(Stored data entries)

● ● ● ●

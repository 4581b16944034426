use axum::Json;
use serde::{Deserialize, Serialize};
use utoipa::ToSchema;

use crate::response::{ApiResponse, Meta};

#[derive(Debug, Serialize, Deserialize, ToSchema)]
pub struct HealthData {
    pub status: String,
    pub service: String,
    pub version: String,
}

#[utoipa::path(
    get,
    path = "/health",
    responses(
        (status = 200, description = "OK", body = ApiResponse<HealthData>),
    ),
    tag = "Health"
)]
pub async fn health_check() -> Json<ApiResponse<HealthData>> {
    let data = HealthData {
        status: "ok".to_string(),
        service: env!("CARGO_PKG_NAME").to_string(),
        version: env!("CARGO_PKG_VERSION").to_string(),
    };

    Json(ApiResponse::success(
        "Health check",
        data,
        Some(Meta::empty()),
    ))
}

● ● ● ●

**Activity:** Filter the data above down to lines with the word "version", and copy them.

**Written response:**
    pub version: String,
        version: env!("CARGO_PKG_VERSION").to_string(),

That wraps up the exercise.